What evidence guides mass-treatment versus targeted therapy for intestinal parasites in low-resource communities?
Executive summary
Mass drug administration (MDA) is the World Health Organization–recommended strategy to reduce morbidity from soil-transmitted helminths (STH) by treating high-risk groups (particularly school-aged children) without individual diagnosis, while targeted therapy or selective treatment is reserved for contexts where testing, surveillance, or clinical care resources make individual diagnosis feasible; models and empirical reviews show MDA is cost‑effective at high prevalence and for interrupting transmission only under specific coverage and compliance conditions [1] [2] [3]. The choice between mass and targeted approaches hinges on baseline prevalence, parasite lifespan and transmission dynamics, program coverage and systematic non‑compliance, safety/acceptability of presumptive regimens, and operational costs and infrastructure [4] [5] [6].

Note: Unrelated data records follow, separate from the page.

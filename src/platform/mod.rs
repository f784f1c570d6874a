//! Platform abstraction layer
//!
//! Browser timer plumbing. The simulation runs off two repeating tasks (the
//! 60 Hz tick engine and the 10 s difficulty ramp); both are held as
//! [`Interval`] handles so they share one lifecycle and are cancelled
//! together on teardown, never mutating state after disposal.

#[cfg(target_arch = "wasm32")]
use wasm_bindgen::JsCast;
#[cfg(target_arch = "wasm32")]
use wasm_bindgen::prelude::*;

/// RAII handle for a `setInterval` registration. Dropping the handle clears
/// the interval, so a callback can never outlive its owner.
#[cfg(target_arch = "wasm32")]
pub struct Interval {
    id: i32,
    // Kept alive for as long as the browser may invoke it
    _closure: Closure<dyn FnMut()>,
}

#[cfg(target_arch = "wasm32")]
impl Interval {
    /// Register `f` to run every `period_ms` milliseconds.
    pub fn start<F>(period_ms: i32, f: F) -> Result<Self, JsValue>
    where
        F: FnMut() + 'static,
    {
        let closure = Closure::<dyn FnMut()>::new(f);
        let window = web_sys::window().ok_or_else(|| JsValue::from_str("no window"))?;
        let id = window.set_interval_with_callback_and_timeout_and_arguments_0(
            closure.as_ref().unchecked_ref(),
            period_ms,
        )?;
        Ok(Self {
            id,
            _closure: closure,
        })
    }
}

#[cfg(target_arch = "wasm32")]
impl Drop for Interval {
    fn drop(&mut self) {
        if let Some(window) = web_sys::window() {
            window.clear_interval_with_handle(self.id);
        }
    }
}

1. Why the debate exists: transmission biology versus program pragmatism
Natural history and transmission models emphasize that worms with long adult lifespans or aggregated mating structures (for example schistosomes) create transmission breakpoints that require high population‑level drug pressure to push R below 1, favouring MDA in endemic communities; mathematical work shows periodic chemotherapy interacts with age‑dependent exposure and density dependence to determine whether community‑wide or age‑targeted campaigns will reduce transmission effectively [3] [4]. By contrast, when morbidity is concentrated in defined subgroups (school‑age children for many STHs) and diagnostic or treatment resources exist, targeted therapy can focus scarce resources on those who benefit most while avoiding unnecessary drug exposure [1] [7].

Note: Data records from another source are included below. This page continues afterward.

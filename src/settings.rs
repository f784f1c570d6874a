//! Player display preferences
//!
//! Persisted separately from match state in LocalStorage. Gameplay rules are
//! fixed; only HUD readouts are configurable.

use serde::{Deserialize, Serialize};

/// Display preferences
#[derive(Debug, Clone, Serialize, Deserialize)]
#[serde(default)]
pub struct Settings {
    /// Show the speed-multiplier readout
    pub show_speed: bool,
    /// Show the tick-rate counter
    pub show_tps: bool,
}

impl Default for Settings {
    fn default() -> Self {
        Self {
            show_speed: true,
            show_tps: false,
        }
    }
}

impl Settings {
    /// LocalStorage key
    const STORAGE_KEY: &'static str = "dino_volley_settings";

    /// Load settings from LocalStorage (WASM only)
    #[cfg(target_arch = "wasm32")]
    pub fn load() -> Self {
        let storage = web_sys::window()
            .and_then(|w| w.local_storage().ok())
            .flatten();

        if let Some(storage) = storage {
            if let Ok(Some(json)) = storage.get_item(Self::STORAGE_KEY) {
                if let Ok(settings) = serde_json::from_str(&json) {
                    log::info!("Loaded settings from LocalStorage");
                    return settings;
                }
            }
        }

        log::info!("Using default settings");
        Self::default()
    }

    /// Save settings to LocalStorage (WASM only)
    #[cfg(target_arch = "wasm32")]
    pub fn save(&self) {
        let storage = web_sys::window()
            .and_then(|w| w.local_storage().ok())
            .flatten();

        if let Some(storage) = storage {
            if let Ok(json) = serde_json::to_string(self) {
                let _ = storage.set_item(Self::STORAGE_KEY, &json);
                log::info!("Settings saved");
            }
        }
    }

    /// Native stubs
    #[cfg(not(target_arch = "wasm32"))]
    pub fn load() -> Self {
        Self::default()
    }

    #[cfg(not(target_arch = "wasm32"))]
    pub fn save(&self) {
        // No-op for native
    }
}

#[cfg(test)]
mod tests {
    use super::*;

    #[test]
    fn test_defaults() {
        let settings = Settings::default();
        assert!(settings.show_speed);
        assert!(!settings.show_tps);
    }

    #[test]
    fn test_missing_fields_fall_back_to_defaults() {
        let settings: Settings = serde_json::from_str("{}").unwrap();
        assert!(settings.show_speed);
        assert!(!settings.show_tps);
    }
}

2. Evidence on effectiveness and cost: mass treatment wins on scale, not always on nuance
Large cost‑effectiveness analyses and program data find community‑level MDA—especially school‑based deworming—offers good value in reducing morbidity and can be cheaper per treatment than individual diagnosis-and-treat strategies in many low‑resource settings; a Stanford synthesis and WHO programmatic reviews document broad benefits in anemia, growth and cognitive proxies in high‑burden settings and highlight economies of scale for wide coverage campaigns [2] [8]. Systematic reviews and meta‑analyses, however, show variable effects on nutrition and development outcomes and caution that mass deworming’s population impacts depend on baseline prevalence thresholds and statistical power of trials, fueling calls for more nuanced targeting where prevalence is low or heterogeneous [8].
3. Compliance and coverage: the Achilles’ heel of elimination goals
Models and empirical research repeatedly identify systematic non‑compliance as the principal obstacle to elimination by repeated MDA; simulations indicate that for some parasites (e.g., Schistosoma mansoni) reaching untreated pockets is more important than targeting habitual non‑compliers for individual therapy, while for others (e.g., Ascaris) improving overall coverage gives larger returns than selective outreach—so program design must prioritize achieving and sustaining high uptake [5].
4. Safety, co‑administration and operational constraints that favour presumptive therapy
Presumptive co‑administration of albendazole, ivermectin and praziquantel is recommended and tolerated in populations previously exposed to MDA and is included in refugee pre‑departure protocols where screening capacity is limited, illustrating that safety profiles and logistical simplicity can make presumptive mass or presumptive pre‑departure regimens preferable in low‑resource, high‑mobility contexts [9] [6]. WHO guidance allows certain anthelmintics for broad age groups during preventive chemotherapy, reinforcing MDA’s operational appeal where diagnosis is impractical [6].
5. When targeted therapy is better: low prevalence, focal transmission, or high diagnostic capacity
Geographically focal infections (for example pockets of Taenia solium or localized schistosomiasis) and settings with good surveillance or laboratory access support geographically targeted interventions or test‑and‑treat strategies, which can be more efficient and reduce drug pressure that might select for resistance; CDC and journal reviews of targeted interventions for specific parasites argue that focused strategies can outperform blanket MDA when prevalence is low or highly heterogeneous [10] [1].
6. Policy trade‑offs and implicit agendas in the evidence
Programmatic recommendations reflect not only biology and economics but donor priorities, drug donation programs, and feasibility imperatives; advocacy for MDA often aligns with scalable donation-based platforms and school health programs, while calls for targeted approaches frequently stress stewardship, individualized care, and resource constraints—readers should note these institutional incentives when interpreting guidance from WHO, NGOs, and academic cost‑effectiveness studies [1] [2].